Why a new treatment for hRSV?
Human respiratory syncytial virus (hRSV) is the leading cause of viral pneumonia, bronchiolitis, respiratory failure, and viral death in infants in the USA and worldwide. RSV causes 19 times more hospitalizations and 2.5 times more deaths in children, under 1 year of age, than influenza1,2. In addition, hRSV is a significant cause of hospitalization in adults over 65 years of age3,4. hRSV is a member of the paramyxovirus family and pneumovirus subfamily. Its genome, negative stranded RNA, is 15k nt long encoding 10 genes and 11 proteins, including a fusion protein (F), matrix protein (M), nucleoprotein (N), phosphoprotein (P) and RNA dependent RNA polymerase (L), where the N, P, and L make up the capsid5,6. Currently, there are no effective vaccines for hRSV disease3,4,6. In addition, other than passive immunization in premature or children with heart disease, there are no effective widely used treatments5,6. Therefore there is a pressing need for new treatments for hRSV.
Why mRNA for lung expression of proteins?
Genetic methods are an attractive approach for the expression of proteins as a part of protein replacement, vaccine or therapeutic strategies. Genetic methods allow for the rapid production of source material, allowing for rapid adaptation to pathogen mutation, in the case of infectious agents. Currently DNA plasmids, recombinant adeno-associated virus (rAAV)7,8, mRNA9,10, and other genetic methods are being explored to express therapeutic proteins in vivo. mRNA-based methods offer the advantages of increased safety due their lack of integration, avoidance of innate immunity through chemical modifications and delivery control, and because their protein expression kinetics can be controlled through delivery and sequence design. To date, both rAAV and mRNA have been utilized to express proteins in mouse lungs7,9. More recently, the Santangelo lab has demonstrated that naked mRNA, both modified and unmodified, if delivered to ciliated, differentiated, human primary lung epithelial cells, at an air-liquid interface via aerosolization, enter the cells and are expressed, lending more evidence to the possibility of lung delivery and protein production from exogenous mRNA. The Santangelo lab has also demonstrated that mRNA delivery to primary macrophages was achievable, via a transfection agent and aerosol exposure. Last, we have also screened a number of new modified nucleotides, in conjunction with Trilink Biotechnologies, demonstrating high levels of protein production with minimal innate immune response.

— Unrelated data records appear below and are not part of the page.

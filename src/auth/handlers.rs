use axum::{
    extract::{rejection::JsonRejection, State},
    routing::post,
    Json, Router,
};
use axum_extra::extract::CookieJar;
use tracing::{error, info, instrument};

use super::{
    dto::{EmailRequest, GoogleAuthRequest, TokenRequest, UrlPayload, VerifiedFlag},
    jwt::issue_state_nonce,
    services::{self, ResendOutcome},
    session::{ensure_session, session_id},
};
use crate::{
    error::{body_or, ApiError, Envelope, EnvelopeSchema, Success},
    state::AppState,
    users::dto::AuthPayload,
};

pub fn auth_routes() -> Router<AppState> {
    Router::new()
        .route("/auth/get-google-auth-url", post(get_google_auth_url))
        .route("/auth/google-auth", post(google_auth))
        .route("/auth/resend-email", post(resend_email))
        .route("/auth/verify-email", post(verify_email))
}

/// Issues a state nonce bound to the caller's session and returns the consent URL.
#[utoipa::path(
    post,
    path = "/auth/get-google-auth-url",
    tag = "auth",
    responses((status = 200, description = "`data.url` is the provider consent page", body = EnvelopeSchema))
)]
#[instrument(skip(state, jar))]
pub async fn get_google_auth_url(
    State(state): State<AppState>,
    jar: CookieJar,
) -> Result<(CookieJar, Envelope<UrlPayload>), ApiError> {
    let nonce = issue_state_nonce();
    let url = state.oauth.authorize_url(&nonce).map_err(|e| {
        error!(error = %e, "authorization url unavailable");
        ApiError::OperationFailed
    })?;
    let (jar, sid) = ensure_session(jar);
    state.sessions.bind_state(&sid, &nonce);
    Ok((jar, Envelope::success(Success::Operation, Some(UrlPayload { url }))))
}

#[utoipa::path(
    post,
    path = "/auth/google-auth",
    tag = "auth",
    request_body = GoogleAuthRequest,
    responses((status = 200, description = "Token and user, or an error envelope", body = EnvelopeSchema))
)]
#[instrument(skip(state, jar, payload))]
pub async fn google_auth(
    State(state): State<AppState>,
    jar: CookieJar,
    payload: Result<Json<GoogleAuthRequest>, JsonRejection>,
) -> Result<Envelope<AuthPayload>, ApiError> {
    let payload = body_or(payload, ApiError::OperationFailed)?;
    let sid = session_id(&jar);
    let signed =
        services::google_sign_in(&state, sid.as_deref(), &payload.code, &payload.state).await?;
    info!(email = %signed.user.email, "google sign-in completed");
    Ok(Envelope::success(
        Success::Operation,
        Some(AuthPayload::new(signed.token, signed.user)),
    ))
}

#[utoipa::path(
    post,
    path = "/auth/resend-email",
    tag = "auth",
    request_body = EmailRequest,
    security(("bearer" = [])),
    responses((status = 200, body = EnvelopeSchema))
)]
#[instrument(skip(state, payload))]
pub async fn resend_email(
    State(state): State<AppState>,
    payload: Result<Json<EmailRequest>, JsonRejection>,
) -> Result<Envelope<VerifiedFlag>, ApiError> {
    let payload = body_or(payload, ApiError::OperationFailed)?;
    match services::resend_verification(&state, &payload.email).await? {
        ResendOutcome::Sent => Ok(Envelope::success(Success::EmailResend, None)),
        ResendOutcome::AlreadyVerified(flag) => Ok(Envelope::failure(
            ApiError::EmailAlreadyVerified,
            Some(VerifiedFlag {
                is_email_verified: flag,
            }),
        )),
    }
}

#[utoipa::path(
    post,
    path = "/auth/verify-email",
    tag = "auth",
    request_body = TokenRequest,
    responses((status = 200, body = EnvelopeSchema))
)]
#[instrument(skip(state, payload))]
pub async fn verify_email(
    State(state): State<AppState>,
    payload: Result<Json<TokenRequest>, JsonRejection>,
) -> Result<Envelope<()>, ApiError> {
    let payload = body_or(payload, ApiError::OperationFailed)?;
    services::verify_email(&state, &payload.token).await?;
    Ok(Envelope::success(Success::EmailVerified, None))
}

#[cfg(test)]
mod tests {
    use super::*;

    #[test]
    fn already_verified_envelope_shape() {
        let env = Envelope::failure(
            ApiError::EmailAlreadyVerified,
            Some(VerifiedFlag {
                is_email_verified: Some(true),
            }),
        );
        let body = serde_json::to_value(env).unwrap();
        assert_eq!(body["status"], 406);
        assert_eq!(body["data"]["isEmailVerified"], true);

        let unknown = Envelope::failure(
            ApiError::EmailAlreadyVerified,
            Some(VerifiedFlag {
                is_email_verified: None,
            }),
        );
        let body = serde_json::to_value(unknown).unwrap();
        assert!(body["data"].get("isEmailVerified").is_none());
    }
}
use anyhow::Context;
use async_trait::async_trait;
use serde::{Deserialize, Serialize};
use tracing::{debug, info};

use crate::config::MailConfig;

/// Outbound mail: one message to one address, success or failure.
#[async_trait]
pub trait Mailer: Send + Sync {
    async fn send(&self, to: &str, subject: &str, html: &str) -> anyhow::Result<()>;
}

/// Mail API reached with an OAuth refresh token (Zoho-style message endpoint).
pub struct HttpMailer {
    cfg: MailConfig,
    http: reqwest::Client,
}

impl HttpMailer {
    pub fn new(cfg: MailConfig) -> Self {
        Self {
            cfg,
            http: reqwest::Client::new(),
        }
    }

    async fn api_token(&self) -> anyhow::Result<String> {
        #[derive(Deserialize)]
        struct TokenResponse {
            access_token: String,
        }

        let res = self
            .http
            .post(&self.cfg.token_url)
            .query(&[
                ("refresh_token", self.cfg.refresh_token.as_str()),
                ("client_id", self.cfg.client_id.as_str()),
                ("client_secret", self.cfg.client_secret.as_str()),
                ("grant_type", "refresh_token"),
            ])
            .send()
            .await
            .context("mail token request")?
            .error_for_status()
            .context("mail token status")?;
        Ok(res.json::<TokenResponse>().await.context("mail token payload")?.access_token)
    }
}

#[derive(Serialize)]
#[serde(rename_all = "camelCase")]
struct OutgoingMessage<'a> {
    from_address: &'a str,
    to_address: &'a str,
    subject: &'a str,
    content: &'a str,
}

#[async_trait]
impl Mailer for HttpMailer {
    async fn send(&self, to: &str, subject: &str, html: &str) -> anyhow::Result<()> {
        let token = self.api_token().await?;
        self.http
            .post(&self.cfg.api_url)
            .header(reqwest::header::AUTHORIZATION, format!("Zoho-oauthtoken {token}"))
            .json(&OutgoingMessage {
                from_address: &self.cfg.from,
                to_address: to,
                subject,
                content: html,
            })
            .send()
            .await
            .context("mail send request")?
            .error_for_status()
            .context("mail send status")?;
        info!(%to, "mail sent");
        Ok(())
    }
}

/// Writes messages to the log instead of delivering them.
pub struct LogMailer;

#[async_trait]
impl Mailer for LogMailer {
    async fn send(&self, to: &str, subject: &str, html: &str) -> anyhow::Result<()> {
        info!(%to, %subject, "mail delivery not configured; message not sent");
        debug!(%to, body = %html, "undelivered message body");
        Ok(())
    }
}

pub fn verification_mail(link: &str) -> (&'static str, String) {
    (
        "Please verify your email address",
        format!(
            r#"<p>Please click the following link to verify your email:</p>
<a href="{link}" style="display:inline-block;padding:10px 20px;background-color:#007bff;color:#fff;text-decoration:none;border-radius:5px;">Verify Email</a>"#
        ),
    )
}

#[cfg(test)]
mod tests {
    use tracing_test::traced_test;

    use super::*;

    #[traced_test]
    #[tokio::test]
    async fn log_mailer_keeps_the_body_out_of_info_logs() {
        let (subject, body) = verification_mail("http://front/#/checkemail?token=live-secret");
        LogMailer.send("a@example.com", subject, &body).await.unwrap();

        assert!(logs_contain("a@example.com"));
        logs_assert(|lines: &[&str]| {
            let leaked = lines
                .iter()
                .filter(|l| l.contains("INFO") && l.contains("live-secret"))
                .count();
            match leaked {
                0 => Ok(()),
                n => Err(format!("{n} info lines carry the token")),
            }
        });
    }

    #[test]
    fn verification_mail_links_the_token() {
        let (subject, body) = verification_mail("http://front/#/checkemail?token=abc");
        assert_eq!(subject, "Please verify your email address");
        assert!(body.contains(r#"href="http://front/#/checkemail?token=abc""#));
    }
}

Given the limited ability to dose over time using rAAV due to immune clearance, we feel that mRNA may represent the preferred construct for use in the lungs. Using mRNA we plan to achieve expression over a ~4 day window, allowing for a therapeutic effect. By combining our understanding of how delivery and chemistry affect innate immune activation, this should allow repeated dosing.
Our hypothesis, based on previous experiments using DNA, is that through the expression of innate immune factors, such as RIG-I and MDA5, we can prevent severe disease in hRSV infections. Our data showed that increased levels of these proteins prevented hRSV replication and may be useful prophylactically as well as after an acute infection. As an alternative approach, we plan to express Palivizumab, a high affinity, neutralizing humanized antibody within the lung, using two mRNAs, one for the heavy chain and one for the light chain.
In addition to taking a new direction in the treatment of lung infections, the Santangelo lab is uniquely positioned to characterize and optimize this approach. We have single molecule sensitive tools for imaging exogenous mRNA11-13 and mRNA interactions, allowing for the interrogation of mRNA delivery pathway, release kinetics from endocytic vesicles, cytosolic mRNA/protein correlations, mRNA interactions with innate immune sensors, and mRNP formation, a prerequisite of translation, both in vitro and in vivo. We also have protein-protein interaction tools already developed to characterize innate immune activation from mRNA in situ, both in vitro and in vivo. Given these innovative tools for characterizing delivered mRNA in vitro and in vivo and our experience producing synthetic mRNA, we are proposing to express multiple therapeutic proteins and possibly antibodies via exogenous mRNA within the lung as a means of prophylaxis and therapy against hRSV infections.
The project is significant because it not only will allow us to assess and optimize mRNA-based therapies for the lung, but it will also demonstrate the ability to control the pathogenesis of a critically important infection. Overall if successful, this project opens the door to a suite of genetic methods for combating both viral and bacterial pathogens.
Tiwari, P., Vanover, D., Lindsay, K., Bawage, S., Kirschman, J., Bhosle, S., Lifland, A., Zurla, C., Santangelo, P., “Engineered mRNA-Expressed Antibodies Prevent Respiratory Syncytial Virus Infection”, Nat Commun. 2018 Oct 1;9(1):3999. doi: 10.1038/s41467-018-06508-3. Blood 124(21):454-454. DOI: 10.1182/blood. V124.21.454.454.